I have another website The Sacred Way where I post about the things I find that fascinate me. It went on a break while I dove into studying Kundalini yoga but now I have found a balance and have started to post there again.
I believe sharing makes us stronger.
Part of my journey has been to overcome childhood abuse and the trauma it inflicted upon me. I went on to enter two relationships with physically abusive men. I became a mother at 21, fortunately his father is a lovely man, not one of my abusers.
I lost my brother, my closest family to suicide the same year I had my firstborn. He was 2 years younger than me. The same year I lost 5 other friends and family members to all the ways humans die, except none of them was killed.
I suffered from depression, anxiety and PTSD for a long time.
I sometimes feel like before I came here I decided to try out as much as I could of the more devastating parts of the human experience.
It sure was hard.
But it was also a great lesson. I have endless compassion for my fellow humans. I know that we are all fighting our own battles and it’s impossible to know what another is going through except maybe if the tell you.
I know that having gone through all that I went through and to have come out on the other end, happy, content, full of life and love for this planet and everyone on it is a great gift.
And for the rest of my life I intend to use this gift to serve the world the best I can.

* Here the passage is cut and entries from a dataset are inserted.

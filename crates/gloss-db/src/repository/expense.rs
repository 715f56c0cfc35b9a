//! # Expense Repository

use chrono::{NaiveDate, Utc};
use serde::{Deserialize, Serialize};
use sqlx::SqliteConnection;
use tracing::info;

use gloss_core::validation::{validate_amount_cents, validate_name};
use gloss_core::{new_id, Expense, ExpenseType, Money};

use crate::error::{DbError, DbResult};
use crate::store::LocalStore;

#[derive(Debug, Clone, PartialEq, Eq, Serialize, Deserialize)]
pub struct ExpenseInput {
    pub description: String,
    pub amount_cents: i64,
    pub category: Option<String>,
    pub expense_date: NaiveDate,
    pub notes: Option<String>,
    pub expense_type: ExpenseType,
}

impl ExpenseInput {
    fn validate(&self) -> DbResult<()> {
        validate_name("description", &self.description, 500)?;
        validate_amount_cents("amount", self.amount_cents)?;
        Ok(())
    }
}

/// Operating vs capital spend.
#[derive(Debug, Clone, Copy, PartialEq, Eq, Default, Serialize, Deserialize)]
pub struct ExpenseTotals {
    pub opex: Money,
    pub capex: Money,
    pub total: Money,
}

#[derive(Debug, Clone)]
pub struct ExpenseRepository {
    store: LocalStore,
}

impl ExpenseRepository {
    pub fn new(store: LocalStore) -> Self {
        ExpenseRepository { store }
    }

    /// Newest expense date first.
    pub async fn list(&self) -> DbResult<Vec<Expense>> {
        let rows = sqlx::query_as::<_, Expense>(
            "SELECT * FROM expenses ORDER BY expense_date DESC, created_at DESC",
        )
        .fetch_all(self.store.pool()?)
        .await?;
        Ok(rows)
    }

    pub async fn get(&self, id: &str) -> DbResult<Option<Expense>> {
        let row = sqlx::query_as::<_, Expense>("SELECT * FROM expenses WHERE id = ?")
            .bind(id)
            .fetch_optional(self.store.pool()?)
            .await?;
        Ok(row)
    }

    pub async fn create(&self, input: ExpenseInput) -> DbResult<Expense> {
        input.validate()?;

        let id = new_id();
        let now = Utc::now();

        let mut tx = self.store.begin().await?;
        sqlx::query(
            r#"
            INSERT INTO expenses (
                id, description, amount_cents, category, expense_date, notes, expense_type,
                created_at, updated_at
            ) VALUES (?1, ?2, ?3, ?4, ?5, ?6, ?7, ?8, ?8)
            "#,
        )
        .bind(&id)
        .bind(input.description.trim())
        .bind(input.amount_cents)
        .bind(&input.category)
        .bind(input.expense_date)
        .bind(&input.notes)
        .bind(input.expense_type)
        .bind(now)
        .execute(tx.conn())
        .await?;
        tx.record_upsert("expenses", &id).await?;
        let expense = load(tx.conn(), &id).await?;
        tx.commit().await?;

        info!(id = %id, amount_cents = expense.amount_cents, "Expense recorded");
        Ok(expense)
    }

    pub async fn update(&self, id: &str, input: ExpenseInput) -> DbResult<Expense> {
        input.validate()?;

        let mut tx = self.store.begin().await?;
        let result = sqlx::query(
            r#"
            UPDATE expenses SET
                description = ?2, amount_cents = ?3, category = ?4, expense_date = ?5,
                notes = ?6, expense_type = ?7, updated_at = ?8
            WHERE id = ?1
            "#,
        )
        .bind(id)
        .bind(input.description.trim())
        .bind(input.amount_cents)
        .bind(&input.category)
        .bind(input.expense_date)
        .bind(&input.notes)
        .bind(input.expense_type)
        .bind(Utc::now())
        .execute(tx.conn())
        .await?;

        if result.rows_affected() == 0 {
            return Err(DbError::not_found("Expense", id));
        }

        tx.record_upsert("expenses", id).await?;
        let expense = load(tx.conn(), id).await?;
        tx.commit().await?;
        Ok(expense)
    }

    pub async fn delete(&self, id: &str) -> DbResult<()> {
        let mut tx = self.store.begin().await?;
        let result = sqlx::query("DELETE FROM expenses WHERE id = ?")
            .bind(id)
            .execute(tx.conn())
            .await?;
        if result.rows_affected() == 0 {
            return Err(DbError::not_found("Expense", id));
        }
        tx.record_delete("expenses", id).await?;
        tx.commit().await?;
        Ok(())
    }

    pub async fn totals(&self) -> DbResult<ExpenseTotals> {
        let rows: Vec<(ExpenseType, i64)> = sqlx::query_as(
            "SELECT expense_type, COALESCE(SUM(amount_cents), 0) FROM expenses GROUP BY expense_type",
        )
        .fetch_all(self.store.pool()?)
        .await?;

        let mut totals = ExpenseTotals::default();
        for (kind, cents) in rows {
            let amount = Money::from_cents(cents);
            match kind {
                ExpenseType::Opex => totals.opex = amount,
                ExpenseType::Capex => totals.capex = amount,
            }
        }
        totals.total = totals.opex + totals.capex;
        Ok(totals)
    }
}

async fn load(conn: &mut SqliteConnection, id: &str) -> DbResult<Expense> {
    sqlx::query_as::<_, Expense>("SELECT * FROM expenses WHERE id = ?")
        .bind(id)
        .fetch_optional(conn)
        .await?
        .ok_or_else(|| DbError::not_found("Expense", id))
}

#[cfg(test)]
mod tests {
    use super::*;
    use crate::pool::DbConfig;

    fn input(description: &str, cents: i64, kind: ExpenseType) -> ExpenseInput {
        ExpenseInput {
            description: description.to_string(),
            amount_cents: cents,
            category: Some("supplies".to_string()),
            expense_date: NaiveDate::from_ymd_opt(2026, 3, 1).unwrap(),
            notes: None,
            expense_type: kind,
        }
    }

    #[tokio::test]
    async fn test_totals_by_type() {
        let store = LocalStore::open(DbConfig::in_memory()).await.unwrap();
        let expenses = store.expenses();
        expenses.create(input("Soap", 2_500, ExpenseType::Opex)).await.unwrap();
        expenses.create(input("Towels", 1_500, ExpenseType::Opex)).await.unwrap();
        expenses.create(input("Pressure washer", 40_000, ExpenseType::Capex)).await.unwrap();

        let totals = expenses.totals().await.unwrap();
        assert_eq!(totals.opex.cents(), 4_000);
        assert_eq!(totals.capex.cents(), 40_000);
        assert_eq!(totals.total.cents(), 44_000);
    }

    #[tokio::test]
    async fn test_update_and_delete() {
        let store = LocalStore::open(DbConfig::in_memory()).await.unwrap();
        let created = store
            .expenses()
            .create(input("Soap", 2_500, ExpenseType::Opex))
            .await
            .unwrap();

        let updated = store
            .expenses()
            .update(&created.id, input("Soap (bulk)", 3_000, ExpenseType::Opex))
            .await
            .unwrap();
        assert_eq!(updated.amount_cents, 3_000);
        assert_eq!(updated.expense_date, created.expense_date);

        store.expenses().delete(&created.id).await.unwrap();
        assert!(store.expenses().get(&created.id).await.unwrap().is_none());
        assert!(store.expenses().list().await.unwrap().is_empty());
    }

    #[tokio::test]
    async fn test_negative_amount_is_rejected() {
        let store = LocalStore::open(DbConfig::in_memory()).await.unwrap();
        let err = store
            .expenses()
            .create(input("Refund", -1, ExpenseType::Opex))
            .await
            .unwrap_err();
        assert!(matches!(err, DbError::Core(_)));
    }
}
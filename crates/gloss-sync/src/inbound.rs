//! # Pull and Merge
//!
//! Pages through the remote change log from the stored cursor and merges
//! each change into the local store.
//!
//! ## Conflict Resolution
//! ```text
//! ┌─────────────────────────────────────────────────────────────────────────┐
//! │                    Last Writer Wins, per row                            │
//! │                                                                         │
//! │  NO PENDING LOCAL WRITES                                               │
//! │  if remote.revision > local.revision:                                  │
//! │      apply (upsert or delete), local.revision = remote.revision        │
//! │  else:                                                                  │
//! │      skip (already have it; our own upload echoing back)               │
//! │                                                                         │
//! │  PENDING LOCAL WRITES                                                  │
//! │  if remote.updated_at > local stamp:                                   │
//! │      apply, mark the pending entries superseded (kept, never sent)     │
//! │  else:                                                                  │
//! │      keep local; it uploads on the next cycle                          │
//! └─────────────────────────────────────────────────────────────────────────┘
//! ```
//!
//! A row deleted locally has no stamp column left to compare, so the
//! pending delete's outbox `created_at` stands in for it.
//!
//! A page, its merges and the advanced cursor commit in one transaction.
//! A change that cannot be applied (unknown table, broken reference) is
//! logged and skipped; the cursor still moves past it.

use chrono::{DateTime, Utc};
use tracing::{debug, info, warn};
//! # Commands Module
//!
//! Everything the UI can ask of the register.
//!
//! ## Command Organization
//! ```text
//! commands/
//! ├── mod.rs       ◄─── You are here (report helper)
//! ├── cart.rs      ◄─── add / quantity / remove / crew / customer
//! ├── ticket.rs    ◄─── park / resume / checkout / delete / status
//! ├── catalog.rs   ◄─── products, services, categories
//! ├── inventory.rs ◄─── stock edits, log, summary
//! ├── customer.rs  ◄─── customers and vehicles
//! ├── staff.rs     ◄─── employees, roles, crew, commission
//! ├── expense.rs   ◄─── expenses and totals
//! ├── settings.rs  ◄─── store settings
//! └── sync.rs      ◄─── status and manual trigger
//! ```
//!
//! ## Mutation Boundary
//! ```text
//! ┌─────────────────────────────────────────────────────────────────────────┐
//! │  pub async fn park_ticket(shell, name) -> Result<Ticket, ApiError>      │
//! │         │                                                               │
//! │         ▼                                                               │
//! │  report(shell, "Park ticket", result, |t| format!("Parked {}", t.name)) │
//! │         │                                                               │
//! │         ├── Ok  ──► Notification::success ──► Ok(value)                 │
//! │         └── Err ──► tracing::warn! ──► ApiError ──► Notification::error │
//! │                                                 ──► Err(ApiError)       │
//! └─────────────────────────────────────────────────────────────────────────┘
//! ```
//!
//! Reads (`get_cart`, `list_products`, ...) return `ApiError` but do not
//! notify.

pub mod cart;
pub mod catalog;
pub mod customer;
pub mod expense;
pub mod inventory;
pub mod settings;
pub mod staff;
pub mod sync;
pub mod ticket;

use std::fmt::Display;

use tracing::warn;

use crate::error::ApiError;
use crate::notify::Notification;
use crate::Shell;

/// Turns the outcome of a mutating command into exactly one notification.
pub(crate) fn report<T, E>(
    shell: &Shell,
    action: &str,
    result: Result<T, E>,
    success: impl FnOnce(&T) -> String,
) -> Result<T, ApiError>
where
    E: Into<ApiError> + Display,
{
    match result {
        Ok(value) => {
            shell
                .notifier
                .notify(Notification::success(action, success(&value)));
            Ok(value)
        }
        Err(e) => {
            warn!(action, error = %e, "Command failed");
            let err: ApiError = e.into();
            shell.notifier.notify(Notification::error(action, &err));
            Err(err)
        }
    }
}

/// [`report`] for commands that wrote to the store: a success also
/// nudges the sync engine.
pub(crate) fn report_write<T, E>(
    shell: &Shell,
    action: &str,
    result: Result<T, E>,
    success: impl FnOnce(&T) -> String,
) -> Result<T, ApiError>
where
    E: Into<ApiError> + Display,
{
    let reported = report(shell, action, result, success);
    if reported.is_ok() {
        shell.local_write_committed();
    }
    reported
}

#[cfg(test)]
mod tests {
    use super::*;
    use crate::error::ErrorCode;
    use crate::notify::NotificationLevel;
    use crate::testing::fixture;
    use gloss_db::DbError;

    #[tokio::test]
    async fn test_report_success_notifies_once() {
        let fx = fixture().await;
        let value = report(&fx.shell, "Save", Ok::<_, ApiError>(7), |v| format!("Saved {v}")).unwrap();

        assert_eq!(value, 7);
        let notes = fx.notes.take();
        assert_eq!(notes.len(), 1);
        assert_eq!(notes[0].level, NotificationLevel::Success);
        assert_eq!(notes[0].message, "Saved 7");
    }

    #[tokio::test]
    async fn test_report_converts_and_notifies_error() {
        let fx = fixture().await;
        let err = report(
            &fx.shell,
            "Delete",
            Err::<(), _>(DbError::not_found("Product", "p-9")),
            |_| String::new(),
        )
        .unwrap_err();

        assert_eq!(err.code, ErrorCode::NotFound);
        let note = fx.notes.last().unwrap();
        assert_eq!(note.level, NotificationLevel::Error);
        assert_eq!(note.code, Some(ErrorCode::NotFound));
        assert_eq!(note.title, "Delete");
    }
}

My goal in life is to do my best, no matter how imperfect my best may turn out to be, to help make us all become a stronger kinder people. To be who we really truly are. I want to share all my knowledge, my thought process of pondering those questions and my progress along the way. I believe in big goals. Big dreams are the best. (Think Martin Luther King.)
If you are reading this, know you are loved, at least by me. And I mean it.
I have made it my business to take every single human being into my heart and am in a process of growing my heart to better fit all of you in there. I am working on an infinitely big heart.